Goal of the exercise
Please set down the entries below once more, exactly.

(Stored data entries)
━━━━━━━━━━━━━━━━
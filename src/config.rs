use std::env;
use std::time::Duration;

use anyhow::{bail, Context, Result};

use crate::api::{Platform, Region, RetryPolicy, WindowLimit};

/// Pipeline configuration loaded from environment variables
#[derive(Debug, Clone)]
pub struct Config {
    /// Riot developer or production key, sent as `X-Riot-Token`
    pub riot_api_key: String,

    /// Regional routing value for account and match lookups
    pub region: Region,

    /// Platform routing value for league and mastery lookups
    pub platform: Platform,

    /// Per-request HTTP timeout
    pub request_timeout: Duration,

    /// Sliding windows enforced on every routing host
    pub rate_limits: Vec<WindowLimit>,

    /// Total attempts per request, including the first
    pub retry_max_attempts: u32,

    pub retry_base_delay: Duration,

    pub retry_max_delay: Duration,

    pub retry_jitter: f64,

    /// Upper bound on concurrent match-detail fetches
    pub max_in_flight: usize,

    /// Queue the pipeline is scoped to (420 = ranked solo/duo)
    pub queue_id: i64,

    /// Groups with fewer games are hidden from the default aggregate output
    pub min_sample_size: u64,

    /// SQLite database for the response cache and aggregate snapshots
    pub database_url: String,
}

impl Config {
    /// Load configuration from environment variables
    pub fn from_env() -> Result<Self> {
        dotenvy::dotenv().ok();

        let riot_api_key = env::var("RIOT_API_KEY").context("RIOT_API_KEY must be set")?;
        if riot_api_key.trim().is_empty() {
            bail!("RIOT_API_KEY must not be empty");
        }

        Ok(Config {
            riot_api_key,

            region: Region::new(env::var("RIOT_REGION").unwrap_or_else(|_| "americas".to_string())),

            platform: Platform::new(env::var("RIOT_PLATFORM").unwrap_or_else(|_| "la1".to_string())),

            request_timeout: Duration::from_secs(
                env::var("RIOT_API_TIMEOUT_SECS")
                    .unwrap_or_else(|_| "10".to_string())
                    .parse()
                    .context("RIOT_API_TIMEOUT_SECS must be a valid number")?,
            ),

            rate_limits: parse_rate_limits(
                &env::var("RATE_LIMIT_WINDOWS").unwrap_or_else(|_| "20:1,100:120".to_string()),
            )
            .context("RATE_LIMIT_WINDOWS must look like `20:1,100:120`")?,

            retry_max_attempts: env::var("RETRY_MAX_ATTEMPTS")
                .unwrap_or_else(|_| "3".to_string())
                .parse()
                .context("RETRY_MAX_ATTEMPTS must be a valid number")?,

            retry_base_delay: Duration::from_millis(
                env::var("RETRY_BASE_DELAY_MS")
                    .unwrap_or_else(|_| "1000".to_string())
                    .parse()
                    .context("RETRY_BASE_DELAY_MS must be a valid number")?,
            ),

            retry_max_delay: Duration::from_millis(
                env::var("RETRY_MAX_DELAY_MS")
                    .unwrap_or_else(|_| "30000".to_string())
                    .parse()
                    .context("RETRY_MAX_DELAY_MS must be a valid number")?,
            ),

            retry_jitter: env::var("RETRY_JITTER")
                .unwrap_or_else(|_| "0.0".to_string())
                .parse()
                .context("RETRY_JITTER must be a valid number")?,

            max_in_flight: env::var("COLLECT_MAX_IN_FLIGHT")
                .unwrap_or_else(|_| "4".to_string())
                .parse()
                .context("COLLECT_MAX_IN_FLIGHT must be a valid number")?,

            queue_id: env::var("QUEUE_ID")
                .unwrap_or_else(|_| "420".to_string())
                .parse()
                .context("QUEUE_ID must be a valid number")?,

            min_sample_size: env::var("MIN_SAMPLE_SIZE")
                .unwrap_or_else(|_| "10".to_string())
                .parse()
                .context("MIN_SAMPLE_SIZE must be a valid number")?,

            database_url: env::var("DATABASE_URL")
                .unwrap_or_else(|_| "sqlite:data/processed/champion_trends.db".to_string()),
        })
    }

    pub fn retry_policy(&self) -> RetryPolicy {
        RetryPolicy {
            max_attempts: self.retry_max_attempts.max(1),
            base_delay: self.retry_base_delay,
            max_delay: self.retry_max_delay,
            jitter: self.retry_jitter.clamp(0.0, 1.0),
        }
    }
}

/// Parse `capacity:seconds` pairs separated by commas
pub fn parse_rate_limits(windows: &str) -> Result<Vec<WindowLimit>> {
    let mut limits = Vec::new();

    for part in windows.split(',').map(str::trim).filter(|p| !p.is_empty()) {
        let (capacity, seconds) = part
            .split_once(':')
            .with_context(|| format!("window `{}` is missing `:`", part))?;

        let capacity: u32 = capacity
            .trim()
            .parse()
            .with_context(|| format!("invalid capacity in `{}`", part))?;
        let seconds: u64 = seconds
            .trim()
            .parse()
            .with_context(|| format!("invalid period in `{}`", part))?;

        if capacity == 0 || seconds == 0 {
            bail!("window `{}` must have a non-zero capacity and period", part);
        }

        limits.push(WindowLimit::new(capacity, Duration::from_secs(seconds)));
    }

    if limits.is_empty() {
        bail!("at least one rate limit window is required");
    }

    Ok(limits)
}
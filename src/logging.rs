use tracing_subscriber::{layer::SubscriberExt, util::SubscriberInitExt, EnvFilter};

/// Default filter when `RUST_LOG` is unset
pub const DEFAULT_FILTER: &str = "champion_trends=info,warn";

/// Install the global subscriber. Safe to call more than once; later calls are no-ops.
pub fn init() {
    let _ = tracing_subscriber::registry()
        .with(EnvFilter::try_from_default_env().unwrap_or_else(|_| DEFAULT_FILTER.into()))
        .with(tracing_subscriber::fmt::layer())
        .try_init();
}
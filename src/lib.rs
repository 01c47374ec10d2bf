//! Rate-limited Riot API ingestion and champion win-rate aggregation.
//!
//! Data flows `Collector -> Normalizer -> Aggregator`; the `Pipeline` ties
//! the last two together and reports everything it had to skip.

pub mod api;
pub mod config;
pub mod db;
pub mod error;
pub mod logging;
pub mod models;
pub mod pipeline;

pub use config::Config;
pub use error::{Error, Result};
━━━━━━━━━━━━━━━━
Expected answer
filename src/config.rs
use std::env;
use std::time::Duration;

use anyhow::{bail, Context, Result};

use crate::api::{Platform, Region, RetryPolicy, WindowLimit};

/// Pipeline configuration loaded from environment variables
#[derive(Debug, Clone)]
pub struct Config {
    /// Riot developer or production key, sent as `X-Riot-Token`
    pub riot_api_key: String,

    /// Regional routing value for account and match lookups
    pub region: Region,

    /// Platform routing value for league and mastery lookups
    pub platform: Platform,

    /// Per-request HTTP timeout
    pub request_timeout: Duration,

    /// Sliding windows enforced on every routing host
    pub rate_limits: Vec<WindowLimit>,

    /// Total attempts per request, including the first
    pub retry_max_attempts: u32,

    pub retry_base_delay: Duration,

    pub retry_max_delay: Duration,

    pub retry_jitter: f64,

    /// Upper bound on concurrent match-detail fetches
    pub max_in_flight: usize,

    /// Queue the pipeline is scoped to (420 = ranked solo/duo)
    pub queue_id: i64,

    /// Groups with fewer games are hidden from the default aggregate output
    pub min_sample_size: u64,

    /// SQLite database for the response cache and aggregate snapshots
    pub database_url: String,
}

impl Config {
    /// Load configuration from environment variables
    pub fn from_env() -> Result<Self> {
        dotenvy::dotenv().ok();

        let riot_api_key = env::var("RIOT_API_KEY").context("RIOT_API_KEY must be set")?;
        if riot_api_key.trim().is_empty() {
            bail!("RIOT_API_KEY must not be empty");
        }

        Ok(Config {
            riot_api_key,

            region: Region::new(env::var("RIOT_REGION").unwrap_or_else(|_| "americas".to_string())),

            platform: Platform::new(env::var("RIOT_PLATFORM").unwrap_or_else(|_| "la1".to_string())),

            request_timeout: Duration::from_secs(
                env::var("RIOT_API_TIMEOUT_SECS")
                    .unwrap_or_else(|_| "10".to_string())
                    .parse()
                    .context("RIOT_API_TIMEOUT_SECS must be a valid number")?,
            ),

            rate_limits: parse_rate_limits(
                &env::var("RATE_LIMIT_WINDOWS").unwrap_or_else(|_| "20:1,100:120".to_string()),
            )
            .context("RATE_LIMIT_WINDOWS must look like `20:1,100:120`")?,

            retry_max_attempts: env::var("RETRY_MAX_ATTEMPTS")
                .unwrap_or_else(|_| "3".to_string())
                .parse()
                .context("RETRY_MAX_ATTEMPTS must be a valid number")?,

            retry_base_delay: Duration::from_millis(
                env::var("RETRY_BASE_DELAY_MS")
                    .unwrap_or_else(|_| "1000".to_string())
                    .parse()
                    .context("RETRY_BASE_DELAY_MS must be a valid number")?,
            ),

            retry_max_delay: Duration::from_millis(
                env::var("RETRY_MAX_DELAY_MS")
                    .unwrap_or_else(|_| "30000".to_string())
                    .parse()
                    .context("RETRY_MAX_DELAY_MS must be a valid number")?,
            ),

            retry_jitter: env::var("RETRY_JITTER")
                .unwrap_or_else(|_| "0.0".to_string())
                .parse()
                .context("RETRY_JITTER must be a valid number")?,

            max_in_flight: env::var("COLLECT_MAX_IN_FLIGHT")
                .unwrap_or_else(|_| "4".to_string())
                .parse()
                .context("COLLECT_MAX_IN_FLIGHT must be a valid number")?,

            queue_id: env::var("QUEUE_ID")
                .unwrap_or_else(|_| "420".to_string())
                .parse()
                .context("QUEUE_ID must be a valid number")?,

            min_sample_size: env::var("MIN_SAMPLE_SIZE")
                .unwrap_or_else(|_| "10".to_string())
                .parse()
                .context("MIN_SAMPLE_SIZE must be a valid number")?,

            database_url: env::var("DATABASE_URL")
                .unwrap_or_else(|_| "sqlite:data/processed/champion_trends.db".to_string()),
        })
    }

    pub fn retry_policy(&self) -> RetryPolicy {
        RetryPolicy {
            max_attempts: self.retry_max_attempts.max(1),
            base_delay: self.retry_base_delay,
            max_delay: self.retry_max_delay,
            jitter: self.retry_jitter.clamp(0.0, 1.0),
        }
    }
}

/// Parse `capacity:seconds` pairs separated by commas
pub fn parse_rate_limits(windows: &str) -> Result<Vec<WindowLimit>> {
    let mut limits = Vec::new();

    for part in windows.split(',').map(str::trim).filter(|p| !p.is_empty()) {
        let (capacity, seconds) = part
            .split_once(':')
            .with_context(|| format!("window `{}` is missing `:`", part))?;

        let capacity: u32 = capacity
            .trim()
            .parse()
            .with_context(|| format!("invalid capacity in `{}`", part))?;
        let seconds: u64 = seconds
            .trim()
            .parse()
            .with_context(|| format!("invalid period in `{}`", part))?;

        if capacity == 0 || seconds == 0 {
            bail!("window `{}` must have a non-zero capacity and period", part);
        }

        limits.push(WindowLimit::new(capacity, Duration::from_secs(seconds)));
    }

    if limits.is_empty() {
        bail!("at least one rate limit window is required");
    }

    Ok(limits)
}
filename src/logging.rs
use tracing_subscriber::{layer::SubscriberExt, util::SubscriberInitExt, EnvFilter};

/// Default filter when `RUST_LOG` is unset
pub const DEFAULT_FILTER: &str = "champion_trends=info,warn";

/// Install the global subscriber. Safe to call more than once; later calls are no-ops.
pub fn init() {
    let _ = tracing_subscriber::registry()
        .with(EnvFilter::try_from_default_env().unwrap_or_else(|_| DEFAULT_FILTER.into()))
        .with(tracing_subscriber::fmt::layer())
        .try_init();
}
filename src/lib.rs
repository 01c47374ec10d2bf
//! Rate-limited Riot API ingestion and champion win-rate aggregation.
//!
//! Data flows `Collector -> Normalizer -> Aggregator`; the `Pipeline` ties
//! the last two together and reports everything it had to skip.

pub mod api;
pub mod config;
pub mod db;
pub mod error;
pub mod logging;
pub mod models;
pub mod pipeline;

pub use config::Config;
pub use error::{Error, Result};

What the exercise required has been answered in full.